WORK INSTRUCTION>
Copy exactly the stretch of data below from the line with "sensor wiring catalog." through the line with "pub const REVERSE_SENTINEL: f32 = -2.5;", including both of those lines.

EXTRACTED INFORMATION>
________________________________________

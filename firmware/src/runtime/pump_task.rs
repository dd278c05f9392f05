use wheel_core::config::WheelConfig;
use wheel_core::pulse::PulseEventProcessor;

use crate::pulses::{self, FirmwareTelemetry, PulseReceiver};

/// Applies queued pulses to the shared telemetry record, one at a time.
#[embassy_executor::task]
pub async fn run(
    receiver: PulseReceiver<'static>,
    telemetry: &'static FirmwareTelemetry,
) -> ! {
    let processor = PulseEventProcessor::new(WheelConfig::DEFAULT, telemetry);

    loop {
        let event = receiver.receive().await;
        pulses::log_outcome(event, processor.handle(event));
    }
}
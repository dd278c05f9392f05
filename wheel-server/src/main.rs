mod analog;
mod clock;
mod config;
mod feed;
mod http;
mod pump;
mod sync;

use std::sync::Arc;

use anyhow::{Context, anyhow};
use clap::Parser;
use tokio::io::BufReader;
use tokio::net::TcpListener;
use tokio::sync::oneshot;
use tracing::{info, warn};
use tracing_subscriber::EnvFilter;
use wheel_core::config::{POTENTIOMETER, SENSOR_LINES};

use config::{Cli, FeedKind, Settings};
use feed::{Feed, FeedEnd};
use http::AppState;
use sync::HostTelemetry;

#[tokio::main]
async fn main() -> anyhow::Result<()> {
    let cli = Cli::parse();
    init_tracing(cli.log_level.as_deref())?;
    let settings = Settings::resolve(&cli).context("failed to load configuration")?;
    serve(settings).await
}

fn init_tracing(directive: Option<&str>) -> anyhow::Result<()> {
    let filter = match directive {
        Some(directive) => EnvFilter::try_new(directive)
            .with_context(|| format!("invalid log filter `{directive}`"))?,
        None => EnvFilter::try_from_default_env().unwrap_or_else(|_| EnvFilter::new("info")),
    };
    tracing_subscriber::fmt()
        .with_env_filter(filter)
        .with_writer(std::io::stderr)
        .try_init()
        .map_err(|err| anyhow!("failed to install tracing subscriber: {err}"))
}

async fn serve(settings: Settings) -> anyhow::Result<()> {
    let telemetry = Arc::new(HostTelemetry::new());
    let analog = Arc::new(settings.analog.build());
    let app = AppState::new(Arc::clone(&telemetry), analog, settings.wheel);

    for line in &SENSOR_LINES {
        info!(
            sensor = %line.role,
            name = line.name,
            gpio = line.host_gpio,
            "sensor line"
        );
    }
    info!(
        name = POTENTIOMETER.name,
        ads1115_channel = POTENTIOMETER.ads1115_channel,
        "analog line"
    );

    let (pulses, receiver) = pump::pulse_channel();
    let pump = tokio::spawn(pump::run_pump(receiver, telemetry, settings.wheel));

    let (exit_tx, exit_rx) = oneshot::channel::<()>();
    match settings.feed {
        FeedKind::Stdin => {
            let feed = Feed::new(pulses, app.clone());
            tokio::spawn(async move {
                let stdin = BufReader::new(tokio::io::stdin());
                match feed.run(stdin, tokio::io::stdout()).await {
                    Ok(FeedEnd::Exit) => {
                        let _ = exit_tx.send(());
                    }
                    Ok(FeedEnd::Eof) => info!("stdin closed; pulse feed stopped"),
                    Err(err) => warn!(%err, "pulse feed failed"),
                }
            });
        }
        FeedKind::None => drop(pulses),
    }

    let listener = TcpListener::bind(settings.bind)
        .await
        .with_context(|| format!("failed to bind {}", settings.bind))?;
    info!(addr = %settings.bind, analog = ?settings.analog, "serving wheel telemetry");

    axum::serve(listener, http::router(app))
        .with_graceful_shutdown(shutdown_signal(exit_rx))
        .await
        .context("http server failed")?;

    pump.abort();
    info!("shut down");
    Ok(())
}

async fn shutdown_signal(exit: oneshot::Receiver<()>) {
    tokio::select! {
        result = tokio::signal::ctrl_c() => {
            if let Err(err) = result {
                warn!(%err, "failed to listen for ctrl-c");
            }
        }
        Ok(()) = exit => {}
    }
}
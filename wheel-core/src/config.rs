//! Calibration constants and the sensor wiring catalog.
//!
//! [`WheelConfig`] carries every tunable the pulse processor and query
//! interface consult. It is built once at startup (the firmware uses
//! [`WheelConfig::DEFAULT`], the host service layers a TOML file and CLI
//! flags on top) and passed by value into the components that need it.

use core::fmt;
use core::time::Duration;

/// Default wheel circumference in metres (distance travelled per speed pulse).
pub const DEFAULT_WHEEL_CIRCUMFERENCE_M: f32 = 1.75;

/// Default upper clamp applied to the computed speed level.
pub const DEFAULT_SPEED_CEILING: u8 = 100;

/// Value reported through the speed channel when reverse motion is detected.
pub const REVERSE_SENTINEL: f32 = -2.5;

/// Tunables shared by the pulse processor and the query interface.
#[derive(Copy, Clone, Debug, PartialEq)]
pub struct WheelConfig {
    /// Distance covered between two speed pulses, in metres. Finite and > 0.
    pub wheel_circumference: f32,
    /// Upper bound for the reported speed level. Must be non-zero.
    pub speed_ceiling: u8,
    /// Sentinel reported instead of a speed level while reversing.
    pub reverse_sentinel: f32,
    /// Reverse verdicts older than this window are ignored by
    /// [`crate::query::QueryInterface::get_speed_at`]. `None` keeps markers forever.
    pub marker_staleness: Option<Duration>,
    /// A speed pulse arriving after a gap longer than this re-arms the sample
    /// instead of producing a speed level. `None` never re-arms.
    pub idle_rearm: Option<Duration>,
}

impl WheelConfig {
    /// Calibration used when nothing else is configured.
    pub const DEFAULT: Self = Self {
        wheel_circumference: DEFAULT_WHEEL_CIRCUMFERENCE_M,
        speed_ceiling: DEFAULT_SPEED_CEILING,
        reverse_sentinel: REVERSE_SENTINEL,
        marker_staleness: None,
        idle_rearm: None,
    };

    /// Builds a configuration with the supplied circumference and ceiling,
    /// rejecting values that would make the speed computation meaningless.
    ///
    /// # Errors
    ///
    /// See [`Self::validated`].
    pub fn new(wheel_circumference: f32, speed_ceiling: u8) -> Result<Self, ConfigError> {
        Self {
            wheel_circumference,
            speed_ceiling,
            ..Self::DEFAULT
        }
        .validated()
    }

    /// Sets the reverse-marker staleness window.
    #[must_use]
    pub const fn with_marker_staleness(mut self, window: Option<Duration>) -> Self {
        self.marker_staleness = window;
        self
    }

    /// Sets the idle gap after which a speed pulse re-arms the sample.
    #[must_use]
    pub const fn with_idle_rearm(mut self, gap: Option<Duration>) -> Self {
        self.idle_rearm = gap;
        self
    }

    /// Checks the invariants documented on each field.
    ///
    /// # Errors
    ///
    /// Returns the [`ConfigError`] naming the first field that is out of range.
    pub fn validated(self) -> Result<Self, ConfigError> {
        if !self.wheel_circumference.is_finite() || self.wheel_circumference <= 0.0 {
            return Err(ConfigError::InvalidCircumference);
        }
        if self.speed_ceiling == 0 {
            return Err(ConfigError::ZeroSpeedCeiling);
        }
        if !self.reverse_sentinel.is_finite() {
            return Err(ConfigError::InvalidSentinel);
        }
        Ok(self)
    }
}

impl Default for WheelConfig {
    fn default() -> Self {
        Self::DEFAULT
    }
}

/// Reasons a [`WheelConfig`] is rejected.
#[derive(Copy, Clone, Debug, Eq, PartialEq)]
pub enum ConfigError {
    InvalidCircumference,
    ZeroSpeedCeiling,
    InvalidSentinel,
}

impl fmt::Display for ConfigError {
    fn fmt(&self, f: &mut fmt::Formatter<'_>) -> fmt::Result {
        match self {
            ConfigError::InvalidCircumference => {
                f.write_str("wheel circumference must be a finite value greater than zero")
            }
            ConfigError::ZeroSpeedCeiling => f.write_str("speed ceiling must be non-zero"),
            ConfigError::InvalidSentinel => f.write_str("reverse sentinel must be finite"),
        }
    }
}

impl core::error::Error for ConfigError {}

/// Role played by each digital sensor.
#[derive(Copy, Clone, Debug, Eq, PartialEq, Hash)]
pub enum SensorRole {
    /// Primary speed sensor; one pulse per wheel revolution.
    Speed,
    /// "Down" direction sensor; fires first when moving forward.
    ForwardMarker,
    /// "Up" direction sensor; fires first when moving in reverse.
    ReverseMarker,
}

impl SensorRole {
    /// Deterministic index for lookups into [`SENSOR_LINES`].
    #[must_use]
    pub const fn as_index(self) -> usize {
        match self {
            SensorRole::Speed => 0,
            SensorRole::ForwardMarker => 1,
            SensorRole::ReverseMarker => 2,
        }
    }

    /// Short label used in logs and on the wire.
    #[must_use]
    pub const fn label(self) -> &'static str {
        match self {
            SensorRole::Speed => "speed",
            SensorRole::ForwardMarker => "forward-marker",
            SensorRole::ReverseMarker => "reverse-marker",
        }
    }
}

impl fmt::Display for SensorRole {
    fn fmt(&self, f: &mut fmt::Formatter<'_>) -> fmt::Result {
        f.write_str(self.label())
    }
}

/// Input bias applied to a sensor line.
#[derive(Copy, Clone, Debug, Eq, PartialEq)]
pub enum SensorPull {
    /// Pulled low at rest; pulses are rising edges.
    Down,
    /// Pulled high at rest; pulses are falling edges.
    Up,
}

/// Metadata describing how a sensor is wired on each target.
#[derive(Copy, Clone, Debug, Eq, PartialEq)]
pub struct SensorLine {
    pub role: SensorRole,
    pub name: &'static str,
    /// Broadcom GPIO number on the Raspberry Pi header.
    pub host_gpio: u8,
    /// Pin on the STM32G0 controller.
    pub mcu_pin: &'static str,
    pub pull: SensorPull,
}

impl SensorLine {
    #[must_use]
    pub const fn new(
        role: SensorRole,
        name: &'static str,
        host_gpio: u8,
        mcu_pin: &'static str,
        pull: SensorPull,
    ) -> Self {
        Self {
            role,
            name,
            host_gpio,
            mcu_pin,
            pull,
        }
    }
}

/// Compile-time catalog of every sensor line.
pub const SENSOR_LINES: [SensorLine; 3] = [
    SensorLine::new(
        SensorRole::Speed,
        "back-tyre",
        27,
        "PB3",
        SensorPull::Down,
    ),
    SensorLine::new(
        SensorRole::ForwardMarker,
        "middle-down",
        22,
        "PB4",
        SensorPull::Down,
    ),
    SensorLine::new(
        SensorRole::ReverseMarker,
        "middle-up",
        17,
        "PB5",
        SensorPull::Down,
    ),
];

/// Retrieve sensor metadata by role.
#[must_use]
pub const fn sensor_by_role(role: SensorRole) -> SensorLine {
    SENSOR_LINES[role.as_index()]
}

/// Analog input carrying the steering potentiometer.
#[derive(Copy, Clone, Debug, Eq, PartialEq)]
pub struct AnalogLine {
    pub name: &'static str,
    /// Channel on the external ADS1115 used by the host deployment.
    pub ads1115_channel: u8,
    /// ADC-capable pin on the STM32G0 controller.
    pub mcu_pin: &'static str,
}

/// The single potentiometer input.
pub const POTENTIOMETER: AnalogLine = AnalogLine {
    name: "potentiometer",
    ads1115_channel: 0,
    mcu_pin: "PA0",
};
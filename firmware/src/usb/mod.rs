//! USB device carrying the request-line session.
//!
//! The controller enumerates as a single CDC ACM interface. The host writes
//! one request per line and reads one response line back.

#![cfg(target_os = "none")]

pub const MAX_PACKET_SIZE: u16 = 64;

const CONTROL_BUFFER_LEN: usize = 64;
const CONFIG_DESCRIPTOR_LEN: usize = 256;
const BOS_DESCRIPTOR_LEN: usize = 256;
const MSOS_DESCRIPTOR_LEN: usize = 128;

/// User-visible strings advertised in the USB descriptors.
#[derive(Clone, Copy, Debug)]
pub struct UsbDeviceStrings {
    pub manufacturer: &'static str,
    pub product: &'static str,
    pub serial_number: Option<&'static str>,
}

impl Default for UsbDeviceStrings {
    fn default() -> Self {
        Self {
            manufacturer: "Wheel Telemetry",
            product: "Wheel Speed Sensor",
            serial_number: None,
        }
    }
}

/// Backing storage for the Embassy USB builder and the CDC ACM class.
pub struct UsbDeviceStorage {
    control_buf: [u8; CONTROL_BUFFER_LEN],
    config_descriptor: [u8; CONFIG_DESCRIPTOR_LEN],
    bos_descriptor: [u8; BOS_DESCRIPTOR_LEN],
    msos_descriptor: [u8; MSOS_DESCRIPTOR_LEN],
    cdc_state: embassy_usb::class::cdc_acm::State<'static>,
}

impl UsbDeviceStorage {
    pub fn new() -> Self {
        Self {
            control_buf: [0; CONTROL_BUFFER_LEN],
            config_descriptor: [0; CONFIG_DESCRIPTOR_LEN],
            bos_descriptor: [0; BOS_DESCRIPTOR_LEN],
            msos_descriptor: [0; MSOS_DESCRIPTOR_LEN],
            cdc_state: embassy_usb::class::cdc_acm::State::new(),
        }
    }
}

/// Split handles for the CDC ACM interface.
pub struct CdcAcmHandle<D: embassy_usb::driver::Driver<'static>> {
    pub sender: embassy_usb::class::cdc_acm::Sender<'static, D>,
    pub receiver: embassy_usb::class::cdc_acm::Receiver<'static, D>,
    pub control: embassy_usb::class::cdc_acm::ControlChanged<'static>,
}

/// The USB device plus its request port.
pub struct UsbLink<D>
where
    D: embassy_usb::driver::Driver<'static>,
{
    pub device: embassy_usb::UsbDevice<'static, D>,
    pub port: CdcAcmHandle<D>,
}

impl<D> UsbLink<D>
where
    D: embassy_usb::driver::Driver<'static>,
{
    pub fn new(
        driver: D,
        storage: &'static mut UsbDeviceStorage,
        strings: UsbDeviceStrings,
    ) -> Self {
        let mut config = embassy_usb::Config::new(0x1209, 0x0002);
        config.manufacturer = Some(strings.manufacturer);
        config.product = Some(strings.product);
        config.serial_number = strings.serial_number;
        config.max_packet_size_0 = MAX_PACKET_SIZE as u8;
        config.max_power = 100;

        let mut builder = embassy_usb::Builder::new(
            driver,
            config,
            &mut storage.config_descriptor,
            &mut storage.bos_descriptor,
            &mut storage.msos_descriptor,
            &mut storage.control_buf,
        );

        let class = embassy_usb::class::cdc_acm::CdcAcmClass::new(
            &mut builder,
            &mut storage.cdc_state,
            MAX_PACKET_SIZE,
        );
        let (sender, receiver, control) = class.split_with_control();
        let device = builder.build();

        Self {
            device,
            port: CdcAcmHandle {
                sender,
                receiver,
                control,
            },
        }
    }
}
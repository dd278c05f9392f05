//! Consumer-facing read path.
//!
//! Front-ends (the HTTP service, the USB request line) build a
//! [`QueryInterface`] over the shared [`TelemetryState`] and an
//! [`AnalogSource`] and ask it for the two externally visible values.

use core::fmt;

use embassy_sync::blocking_mutex::raw::RawMutex;

use crate::config::WheelConfig;
use crate::pulse::{Direction, PulseInstant};
use crate::telemetry::TelemetryState;

/// Potentiometer voltage, in volts.
pub type Voltage = f32;

/// Externally visible speed value.
#[derive(Copy, Clone, Debug, Eq, PartialEq)]
pub enum SpeedReading {
    /// Forward or stationary; clamped speed level.
    Level(u8),
    /// Reverse motion detected; reported as the configured sentinel.
    Reverse,
}

impl SpeedReading {
    /// Numeric value placed on the wire.
    #[must_use]
    pub fn value(self, sentinel: f32) -> f32 {
        match self {
            SpeedReading::Level(level) => f32::from(level),
            SpeedReading::Reverse => sentinel,
        }
    }
}

/// Failures reported by an analog source.
#[derive(Copy, Clone, Debug, Eq, PartialEq)]
pub enum AnalogError {
    /// The converter could not be reached or did not answer.
    SensorUnavailable,
    /// The converter answered with something that is not a voltage.
    Malformed,
}

impl fmt::Display for AnalogError {
    fn fmt(&self, f: &mut fmt::Formatter<'_>) -> fmt::Result {
        match self {
            AnalogError::SensorUnavailable => f.write_str("sensor unavailable"),
            AnalogError::Malformed => f.write_str("malformed sensor reading"),
        }
    }
}

impl core::error::Error for AnalogError {}

/// On-demand voltage reader backed by an ADC driver.
pub trait AnalogSource {
    /// Performs a fresh conversion; implementations must not cache.
    ///
    /// # Errors
    ///
    /// [`AnalogError::SensorUnavailable`] when the converter cannot be read and
    /// [`AnalogError::Malformed`] when its answer is not a voltage.
    fn read_voltage(&mut self) -> Result<Voltage, AnalogError>;
}

impl<A> AnalogSource for &mut A
where
    A: AnalogSource + ?Sized,
{
    fn read_voltage(&mut self) -> Result<Voltage, AnalogError> {
        (**self).read_voltage()
    }
}

/// Analog source used when no converter is wired.
#[derive(Copy, Clone, Debug, Default)]
pub struct NoAnalogSource;

impl AnalogSource for NoAnalogSource {
    fn read_voltage(&mut self) -> Result<Voltage, AnalogError> {
        Err(AnalogError::SensorUnavailable)
    }
}

/// Read-only view over the telemetry record plus the analog collaborator.
pub struct QueryInterface<'a, M, TInstant, A>
where
    M: RawMutex,
    TInstant: PulseInstant,
{
    state: &'a TelemetryState<M, TInstant>,
    analog: A,
    config: WheelConfig,
}

impl<'a, M, TInstant, A> QueryInterface<'a, M, TInstant, A>
where
    M: RawMutex,
    TInstant: PulseInstant,
    A: AnalogSource,
{
    #[must_use]
    pub const fn new(
        state: &'a TelemetryState<M, TInstant>,
        analog: A,
        config: WheelConfig,
    ) -> Self {
        Self {
            state,
            analog,
            config,
        }
    }

    /// Reverse sentinel when the markers say so, otherwise the speed level.
    #[must_use]
    pub fn get_speed(&self) -> SpeedReading {
        let markers = self.state.direction_markers();
        match markers.direction() {
            Direction::Reverse => SpeedReading::Reverse,
            Direction::ForwardOrNeutral => SpeedReading::Level(self.state.speed_level()),
        }
    }

    /// Same as [`Self::get_speed`], honouring the configured marker staleness
    /// window relative to `now`.
    #[must_use]
    pub fn get_speed_at(&self, now: TInstant) -> SpeedReading {
        let markers = self.state.direction_markers();
        match markers.direction_at(now, self.config.marker_staleness) {
            Direction::Reverse => SpeedReading::Reverse,
            Direction::ForwardOrNeutral => SpeedReading::Level(self.state.speed_level()),
        }
    }

    /// Instantaneous potentiometer voltage.
    ///
    /// # Errors
    ///
    /// Passes through the [`AnalogError`] reported by the source.
    pub fn get_analog_reading(&mut self) -> Result<Voltage, AnalogError> {
        self.analog.read_voltage()
    }

    /// Numeric speed value as placed on the wire.
    #[must_use]
    pub fn speed_value(&self, reading: SpeedReading) -> f32 {
        reading.value(self.config.reverse_sentinel)
    }

    #[must_use]
    pub const fn config(&self) -> &WheelConfig {
        &self.config
    }
}
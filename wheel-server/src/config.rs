//! Command-line and TOML configuration, merged as CLI > file > defaults.

use std::fs;
use std::net::{IpAddr, Ipv4Addr, SocketAddr};
use std::path::{Path, PathBuf};
use std::time::Duration;

use clap::{Parser, ValueEnum};
use serde::Deserialize;
use thiserror::Error;
use wheel_core::api::DEFAULT_PORT;
use wheel_core::config::{ConfigError, POTENTIOMETER, WheelConfig};

use crate::analog::{DEFAULT_IIO_DEVICE, HostAnalog, IioAdc, SimulatedPot};

/// Where pulse events come from.
#[derive(Copy, Clone, Debug, Default, Eq, PartialEq, Deserialize, ValueEnum)]
#[serde(rename_all = "lowercase")]
pub enum FeedKind {
    /// Line commands typed on standard input.
    #[default]
    Stdin,
    /// No pulse producer; the service only answers queries.
    None,
}

/// Which potentiometer backend answers `/potentiometer`.
#[derive(Copy, Clone, Debug, Default, Eq, PartialEq, Deserialize, ValueEnum)]
#[serde(rename_all = "lowercase")]
pub enum AnalogKind {
    /// ADS1115 through Linux IIO sysfs.
    Iio,
    /// In-memory voltage driven by the `pot` feed command.
    #[default]
    Simulated,
}

#[derive(Debug, Parser)]
#[command(
    name = "wheel-server",
    version,
    about = "Serves wheel speed and potentiometer readings over HTTP"
)]
pub struct Cli {
    /// TOML configuration file.
    #[arg(long, value_name = "PATH")]
    pub config: Option<PathBuf>,

    /// Address to listen on [default: 0.0.0.0].
    #[arg(long)]
    pub bind: Option<IpAddr>,

    /// Port to listen on [default: 8081].
    #[arg(long)]
    pub port: Option<u16>,

    /// Pulse source.
    #[arg(long, value_enum)]
    pub feed: Option<FeedKind>,

    /// Potentiometer backend.
    #[arg(long, value_enum)]
    pub analog: Option<AnalogKind>,

    /// Log filter directive, e.g. `debug` or `wheel_server=trace`; overrides `RUST_LOG`.
    #[arg(long, value_name = "FILTER")]
    pub log_level: Option<String>,
}

#[derive(Debug, Default, Deserialize)]
#[serde(default, deny_unknown_fields)]
pub struct FileConfig {
    pub server: ServerSection,
    pub wheel: WheelSection,
    pub analog: AnalogSection,
}

#[derive(Debug, Default, Deserialize)]
#[serde(default, deny_unknown_fields)]
pub struct ServerSection {
    pub bind: Option<IpAddr>,
    pub port: Option<u16>,
    pub feed: Option<FeedKind>,
}

#[derive(Debug, Default, Deserialize)]
#[serde(default, deny_unknown_fields)]
pub struct WheelSection {
    pub circumference: Option<f32>,
    pub ceiling: Option<u8>,
    pub staleness_ms: Option<u64>,
    pub idle_rearm_ms: Option<u64>,
}

#[derive(Debug, Default, Deserialize)]
#[serde(default, deny_unknown_fields)]
pub struct AnalogSection {
    pub source: Option<AnalogKind>,
    pub iio_device: Option<PathBuf>,
    pub simulated_volts: Option<f32>,
}

#[derive(Debug, Error)]
pub enum ConfigLoadError {
    #[error("failed to read {}", path.display())]
    Read {
        path: PathBuf,
        #[source]
        source: std::io::Error,
    },
    #[error("failed to parse {}", path.display())]
    Parse {
        path: PathBuf,
        #[source]
        source: toml::de::Error,
    },
    #[error("invalid [wheel] settings")]
    Wheel(#[source] ConfigError),
    #[error("simulated potentiometer voltage must be finite")]
    SimulatedVolts,
}

impl FileConfig {
    pub fn load(path: &Path) -> Result<Self, ConfigLoadError> {
        let text = fs::read_to_string(path).map_err(|source| ConfigLoadError::Read {
            path: path.to_path_buf(),
            source,
        })?;
        toml::from_str(&text).map_err(|source| ConfigLoadError::Parse {
            path: path.to_path_buf(),
            source,
        })
    }
}

/// Potentiometer backend after merging.
#[derive(Debug, Clone, PartialEq)]
pub enum AnalogSettings {
    Iio { device: PathBuf },
    Simulated { volts: f32 },
}

impl AnalogSettings {
    pub fn build(&self) -> HostAnalog {
        match self {
            AnalogSettings::Iio { device } => {
                HostAnalog::Iio(IioAdc::new(device, POTENTIOMETER.ads1115_channel))
            }
            AnalogSettings::Simulated { volts } => {
                HostAnalog::Simulated(SimulatedPot::new(*volts))
            }
        }
    }
}

/// Fully resolved service settings.
#[derive(Debug, Clone, PartialEq)]
pub struct Settings {
    pub bind: SocketAddr,
    pub feed: FeedKind,
    pub analog: AnalogSettings,
    pub wheel: WheelConfig,
}

impl Settings {
    /// Loads the file named by `--config`, if any, and merges it with the CLI.
    pub fn resolve(cli: &Cli) -> Result<Self, ConfigLoadError> {
        let file = match &cli.config {
            Some(path) => FileConfig::load(path)?,
            None => FileConfig::default(),
        };
        Self::merge(cli, file)
    }

    pub fn merge(cli: &Cli, file: FileConfig) -> Result<Self, ConfigLoadError> {
        let ip = cli
            .bind
            .or(file.server.bind)
            .unwrap_or(IpAddr::V4(Ipv4Addr::UNSPECIFIED));
        let port = cli.port.or(file.server.port).unwrap_or(DEFAULT_PORT);
        let feed = cli.feed.or(file.server.feed).unwrap_or_default();

        let analog = match cli.analog.or(file.analog.source).unwrap_or_default() {
            AnalogKind::Iio => AnalogSettings::Iio {
                device: file
                    .analog
                    .iio_device
                    .unwrap_or_else(|| PathBuf::from(DEFAULT_IIO_DEVICE)),
            },
            AnalogKind::Simulated => {
                let volts = file.analog.simulated_volts.unwrap_or(0.0);
                if !volts.is_finite() {
                    return Err(ConfigLoadError::SimulatedVolts);
                }
                AnalogSettings::Simulated { volts }
            }
        };

        let defaults = WheelConfig::DEFAULT;
        let wheel = WheelConfig::new(
            file.wheel
                .circumference
                .unwrap_or(defaults.wheel_circumference),
            file.wheel.ceiling.unwrap_or(defaults.speed_ceiling),
        )
        .map_err(ConfigLoadError::Wheel)?
        .with_marker_staleness(file.wheel.staleness_ms.map(Duration::from_millis))
        .with_idle_rearm(file.wheel.idle_rearm_ms.map(Duration::from_millis));

        Ok(Self {
            bind: SocketAddr::new(ip, port),
            feed,
            analog,
            wheel,
        })
    }
}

________________________________________

OUTPUT FOR THIS EXERCISE>
//! Calibration constants and the sensor wiring catalog.
//!
//! [`WheelConfig`] carries every tunable the pulse processor and query
//! interface consult. It is built once at startup (the firmware uses
//! [`WheelConfig::DEFAULT`], the host service layers a TOML file and CLI
//! flags on top) and passed by value into the components that need it.

use core::fmt;
use core::time::Duration;

/// Default wheel circumference in metres (distance travelled per speed pulse).
pub const DEFAULT_WHEEL_CIRCUMFERENCE_M: f32 = 1.75;

/// Default upper clamp applied to the computed speed level.
pub const DEFAULT_SPEED_CEILING: u8 = 100;

/// Value reported through the speed channel when reverse motion is detected.
pub const REVERSE_SENTINEL: f32 = -2.5;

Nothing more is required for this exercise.